What you should do: Filter this material down to the lines that hold "embedded", copying each one.
________________________
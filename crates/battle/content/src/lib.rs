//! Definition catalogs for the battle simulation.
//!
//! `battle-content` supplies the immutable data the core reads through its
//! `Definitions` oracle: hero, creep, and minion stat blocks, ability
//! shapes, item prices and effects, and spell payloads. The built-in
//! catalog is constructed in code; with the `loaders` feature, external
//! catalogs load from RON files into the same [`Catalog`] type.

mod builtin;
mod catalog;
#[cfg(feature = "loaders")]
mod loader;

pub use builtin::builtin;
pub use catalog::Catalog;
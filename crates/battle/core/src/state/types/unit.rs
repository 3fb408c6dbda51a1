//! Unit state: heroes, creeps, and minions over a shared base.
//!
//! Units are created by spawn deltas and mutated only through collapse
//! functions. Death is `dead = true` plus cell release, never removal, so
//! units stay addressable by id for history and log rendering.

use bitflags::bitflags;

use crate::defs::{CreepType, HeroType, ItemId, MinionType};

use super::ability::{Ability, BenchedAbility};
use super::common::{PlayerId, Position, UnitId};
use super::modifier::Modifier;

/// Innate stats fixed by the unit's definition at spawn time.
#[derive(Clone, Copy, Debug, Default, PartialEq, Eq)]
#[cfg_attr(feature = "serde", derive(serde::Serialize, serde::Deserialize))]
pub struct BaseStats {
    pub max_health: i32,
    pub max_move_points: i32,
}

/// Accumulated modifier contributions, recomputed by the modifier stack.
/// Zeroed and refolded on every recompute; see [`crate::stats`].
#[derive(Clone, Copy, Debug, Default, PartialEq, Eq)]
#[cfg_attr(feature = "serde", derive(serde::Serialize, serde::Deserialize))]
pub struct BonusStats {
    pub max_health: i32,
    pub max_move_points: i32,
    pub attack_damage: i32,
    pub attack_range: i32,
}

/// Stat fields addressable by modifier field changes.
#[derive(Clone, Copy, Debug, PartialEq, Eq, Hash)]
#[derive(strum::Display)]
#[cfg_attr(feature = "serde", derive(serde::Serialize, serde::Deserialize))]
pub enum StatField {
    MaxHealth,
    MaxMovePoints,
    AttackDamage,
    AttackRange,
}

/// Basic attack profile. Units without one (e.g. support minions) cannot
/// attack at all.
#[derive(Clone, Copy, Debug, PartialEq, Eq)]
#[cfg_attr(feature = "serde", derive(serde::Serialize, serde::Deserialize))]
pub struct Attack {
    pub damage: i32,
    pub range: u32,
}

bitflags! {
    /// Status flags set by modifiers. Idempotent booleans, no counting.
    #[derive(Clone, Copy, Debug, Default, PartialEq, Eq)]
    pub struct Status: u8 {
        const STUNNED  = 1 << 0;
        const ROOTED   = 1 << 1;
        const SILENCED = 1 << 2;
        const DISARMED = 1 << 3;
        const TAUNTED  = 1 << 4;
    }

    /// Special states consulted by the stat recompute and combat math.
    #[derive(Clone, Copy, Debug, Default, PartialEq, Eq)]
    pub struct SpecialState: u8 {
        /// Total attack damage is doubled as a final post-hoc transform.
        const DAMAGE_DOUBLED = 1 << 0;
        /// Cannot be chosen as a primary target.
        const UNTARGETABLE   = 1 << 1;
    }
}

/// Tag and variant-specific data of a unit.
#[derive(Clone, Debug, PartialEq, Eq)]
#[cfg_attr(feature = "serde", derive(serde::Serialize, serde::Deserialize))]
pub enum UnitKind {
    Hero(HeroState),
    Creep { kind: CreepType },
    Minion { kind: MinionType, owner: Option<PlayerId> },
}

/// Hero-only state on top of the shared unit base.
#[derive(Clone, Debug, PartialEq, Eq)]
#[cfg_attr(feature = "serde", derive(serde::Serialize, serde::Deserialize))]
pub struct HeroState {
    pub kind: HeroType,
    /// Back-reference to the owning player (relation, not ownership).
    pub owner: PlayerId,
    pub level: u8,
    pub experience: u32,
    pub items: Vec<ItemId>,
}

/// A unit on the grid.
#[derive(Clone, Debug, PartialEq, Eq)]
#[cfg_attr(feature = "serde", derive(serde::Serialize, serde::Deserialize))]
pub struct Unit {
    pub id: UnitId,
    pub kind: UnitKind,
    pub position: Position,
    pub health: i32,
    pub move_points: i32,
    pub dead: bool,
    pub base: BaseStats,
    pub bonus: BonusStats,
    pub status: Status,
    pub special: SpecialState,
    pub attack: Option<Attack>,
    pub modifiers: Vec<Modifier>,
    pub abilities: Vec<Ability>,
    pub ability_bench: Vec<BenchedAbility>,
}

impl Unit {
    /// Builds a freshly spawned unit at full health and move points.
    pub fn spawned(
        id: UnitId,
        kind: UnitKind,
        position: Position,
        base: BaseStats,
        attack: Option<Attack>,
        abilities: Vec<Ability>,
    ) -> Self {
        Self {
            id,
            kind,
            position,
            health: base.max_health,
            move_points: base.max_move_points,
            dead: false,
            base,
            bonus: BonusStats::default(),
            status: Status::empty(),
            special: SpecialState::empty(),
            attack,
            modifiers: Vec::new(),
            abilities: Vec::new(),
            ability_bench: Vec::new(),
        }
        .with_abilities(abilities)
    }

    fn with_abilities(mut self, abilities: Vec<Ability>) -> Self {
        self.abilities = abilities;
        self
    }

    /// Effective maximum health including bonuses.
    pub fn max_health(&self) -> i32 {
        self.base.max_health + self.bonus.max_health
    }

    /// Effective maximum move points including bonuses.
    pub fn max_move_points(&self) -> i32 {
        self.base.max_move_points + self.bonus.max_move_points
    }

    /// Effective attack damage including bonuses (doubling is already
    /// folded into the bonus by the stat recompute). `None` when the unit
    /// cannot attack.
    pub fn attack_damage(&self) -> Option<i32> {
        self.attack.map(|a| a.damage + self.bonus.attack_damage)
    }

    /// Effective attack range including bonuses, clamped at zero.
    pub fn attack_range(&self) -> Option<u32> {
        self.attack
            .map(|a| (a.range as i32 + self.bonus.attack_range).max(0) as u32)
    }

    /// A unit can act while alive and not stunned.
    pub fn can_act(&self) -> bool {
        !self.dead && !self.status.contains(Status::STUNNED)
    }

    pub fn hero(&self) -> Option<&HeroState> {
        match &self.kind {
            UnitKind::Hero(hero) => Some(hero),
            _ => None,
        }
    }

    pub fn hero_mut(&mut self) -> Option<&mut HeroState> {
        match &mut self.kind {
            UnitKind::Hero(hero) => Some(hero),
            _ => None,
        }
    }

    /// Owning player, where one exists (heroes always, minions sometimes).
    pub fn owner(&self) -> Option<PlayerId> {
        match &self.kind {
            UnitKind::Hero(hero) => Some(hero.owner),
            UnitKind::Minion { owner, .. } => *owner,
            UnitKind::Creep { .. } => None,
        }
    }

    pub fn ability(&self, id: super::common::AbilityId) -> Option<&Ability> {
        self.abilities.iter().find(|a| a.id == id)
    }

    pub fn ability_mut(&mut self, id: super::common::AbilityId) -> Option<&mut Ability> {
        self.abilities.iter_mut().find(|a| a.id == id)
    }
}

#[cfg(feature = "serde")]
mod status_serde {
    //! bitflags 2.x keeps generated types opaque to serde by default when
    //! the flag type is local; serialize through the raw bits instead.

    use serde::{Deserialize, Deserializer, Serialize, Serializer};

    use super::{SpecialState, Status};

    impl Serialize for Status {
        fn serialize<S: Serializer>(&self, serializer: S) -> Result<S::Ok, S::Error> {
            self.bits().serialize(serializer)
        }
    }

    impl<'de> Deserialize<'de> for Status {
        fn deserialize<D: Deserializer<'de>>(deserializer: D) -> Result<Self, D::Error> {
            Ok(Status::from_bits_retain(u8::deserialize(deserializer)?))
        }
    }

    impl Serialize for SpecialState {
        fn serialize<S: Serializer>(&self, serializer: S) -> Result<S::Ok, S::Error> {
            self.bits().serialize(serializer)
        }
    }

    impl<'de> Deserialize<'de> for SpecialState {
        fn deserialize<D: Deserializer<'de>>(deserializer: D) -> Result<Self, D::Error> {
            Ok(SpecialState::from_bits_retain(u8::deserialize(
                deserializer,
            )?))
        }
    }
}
________________________
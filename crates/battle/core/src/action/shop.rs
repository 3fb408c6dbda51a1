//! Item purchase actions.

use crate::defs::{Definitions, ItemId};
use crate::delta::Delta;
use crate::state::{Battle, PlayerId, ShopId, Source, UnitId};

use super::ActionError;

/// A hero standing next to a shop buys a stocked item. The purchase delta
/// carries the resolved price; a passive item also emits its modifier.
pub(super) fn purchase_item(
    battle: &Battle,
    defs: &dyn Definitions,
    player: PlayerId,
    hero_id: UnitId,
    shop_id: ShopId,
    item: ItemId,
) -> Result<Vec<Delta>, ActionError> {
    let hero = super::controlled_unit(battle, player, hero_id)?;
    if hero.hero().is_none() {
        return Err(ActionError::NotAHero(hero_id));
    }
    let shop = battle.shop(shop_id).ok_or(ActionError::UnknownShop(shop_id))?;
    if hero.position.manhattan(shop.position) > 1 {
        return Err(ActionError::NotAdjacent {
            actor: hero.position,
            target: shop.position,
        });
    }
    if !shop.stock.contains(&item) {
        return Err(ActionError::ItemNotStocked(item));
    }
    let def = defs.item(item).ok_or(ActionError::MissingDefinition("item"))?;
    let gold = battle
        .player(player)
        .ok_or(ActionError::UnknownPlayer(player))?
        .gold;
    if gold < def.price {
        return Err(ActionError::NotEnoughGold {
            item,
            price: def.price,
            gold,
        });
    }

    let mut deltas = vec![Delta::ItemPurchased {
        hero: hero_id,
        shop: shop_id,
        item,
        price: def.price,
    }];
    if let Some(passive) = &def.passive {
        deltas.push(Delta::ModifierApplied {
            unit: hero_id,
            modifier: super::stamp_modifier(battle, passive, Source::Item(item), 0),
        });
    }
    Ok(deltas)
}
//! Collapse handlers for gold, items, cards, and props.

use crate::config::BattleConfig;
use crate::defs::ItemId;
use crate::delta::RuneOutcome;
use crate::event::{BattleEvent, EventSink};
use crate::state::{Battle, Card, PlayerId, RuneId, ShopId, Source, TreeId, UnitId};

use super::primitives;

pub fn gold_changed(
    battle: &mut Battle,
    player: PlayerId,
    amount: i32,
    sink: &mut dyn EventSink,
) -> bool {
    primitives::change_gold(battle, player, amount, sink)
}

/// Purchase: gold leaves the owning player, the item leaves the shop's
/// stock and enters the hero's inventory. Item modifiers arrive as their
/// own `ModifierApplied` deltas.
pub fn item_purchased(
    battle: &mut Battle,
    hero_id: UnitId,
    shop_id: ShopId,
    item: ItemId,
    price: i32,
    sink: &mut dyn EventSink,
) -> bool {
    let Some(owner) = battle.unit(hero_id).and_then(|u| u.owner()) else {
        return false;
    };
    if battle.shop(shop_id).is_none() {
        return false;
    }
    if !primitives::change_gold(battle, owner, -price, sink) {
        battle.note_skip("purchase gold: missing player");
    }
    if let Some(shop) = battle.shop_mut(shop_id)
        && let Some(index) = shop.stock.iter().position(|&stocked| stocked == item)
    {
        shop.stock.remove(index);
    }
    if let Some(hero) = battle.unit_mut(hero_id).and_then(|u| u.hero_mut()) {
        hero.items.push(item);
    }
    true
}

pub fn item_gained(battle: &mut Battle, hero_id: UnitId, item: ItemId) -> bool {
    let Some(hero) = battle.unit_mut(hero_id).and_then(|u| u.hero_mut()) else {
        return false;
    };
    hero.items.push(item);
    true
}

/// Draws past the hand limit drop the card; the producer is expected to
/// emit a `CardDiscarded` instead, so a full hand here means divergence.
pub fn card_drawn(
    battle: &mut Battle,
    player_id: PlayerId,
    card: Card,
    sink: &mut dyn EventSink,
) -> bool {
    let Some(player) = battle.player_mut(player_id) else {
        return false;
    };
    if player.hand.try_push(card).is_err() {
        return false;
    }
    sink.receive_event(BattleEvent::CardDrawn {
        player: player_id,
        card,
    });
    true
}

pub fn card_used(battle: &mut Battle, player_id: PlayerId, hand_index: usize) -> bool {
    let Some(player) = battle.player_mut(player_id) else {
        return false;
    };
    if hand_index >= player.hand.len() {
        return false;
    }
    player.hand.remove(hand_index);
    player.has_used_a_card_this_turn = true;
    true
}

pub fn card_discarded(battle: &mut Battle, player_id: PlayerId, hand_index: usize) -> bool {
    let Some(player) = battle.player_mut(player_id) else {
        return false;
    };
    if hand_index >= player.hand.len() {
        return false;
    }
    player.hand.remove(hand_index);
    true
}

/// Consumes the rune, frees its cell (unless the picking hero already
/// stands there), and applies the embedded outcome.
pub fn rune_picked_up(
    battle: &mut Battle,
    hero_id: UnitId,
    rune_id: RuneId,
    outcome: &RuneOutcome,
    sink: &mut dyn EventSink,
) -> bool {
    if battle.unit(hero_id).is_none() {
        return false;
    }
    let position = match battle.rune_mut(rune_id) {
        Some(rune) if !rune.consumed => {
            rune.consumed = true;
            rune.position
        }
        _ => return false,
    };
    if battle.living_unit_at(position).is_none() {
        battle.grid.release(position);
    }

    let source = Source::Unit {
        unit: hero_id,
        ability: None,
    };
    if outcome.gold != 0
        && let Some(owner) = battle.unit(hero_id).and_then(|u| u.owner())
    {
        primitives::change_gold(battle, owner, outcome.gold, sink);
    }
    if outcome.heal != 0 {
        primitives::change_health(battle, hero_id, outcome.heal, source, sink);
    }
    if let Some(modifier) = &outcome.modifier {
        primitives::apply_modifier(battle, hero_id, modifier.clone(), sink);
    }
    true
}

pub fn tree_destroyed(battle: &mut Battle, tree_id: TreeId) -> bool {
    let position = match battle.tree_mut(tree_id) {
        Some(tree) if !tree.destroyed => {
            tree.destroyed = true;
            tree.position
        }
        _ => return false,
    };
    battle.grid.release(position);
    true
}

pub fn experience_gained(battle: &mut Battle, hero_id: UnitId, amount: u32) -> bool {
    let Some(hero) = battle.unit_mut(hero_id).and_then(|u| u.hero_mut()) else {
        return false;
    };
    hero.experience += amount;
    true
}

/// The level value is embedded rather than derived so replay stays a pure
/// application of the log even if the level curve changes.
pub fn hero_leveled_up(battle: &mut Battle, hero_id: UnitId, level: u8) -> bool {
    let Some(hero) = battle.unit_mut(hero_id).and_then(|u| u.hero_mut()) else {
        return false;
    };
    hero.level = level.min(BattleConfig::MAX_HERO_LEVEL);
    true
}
________________________
Exercise output:
/// stands there), and applies the embedded outcome.
/// The level value is embedded rather than derived so replay stays a pure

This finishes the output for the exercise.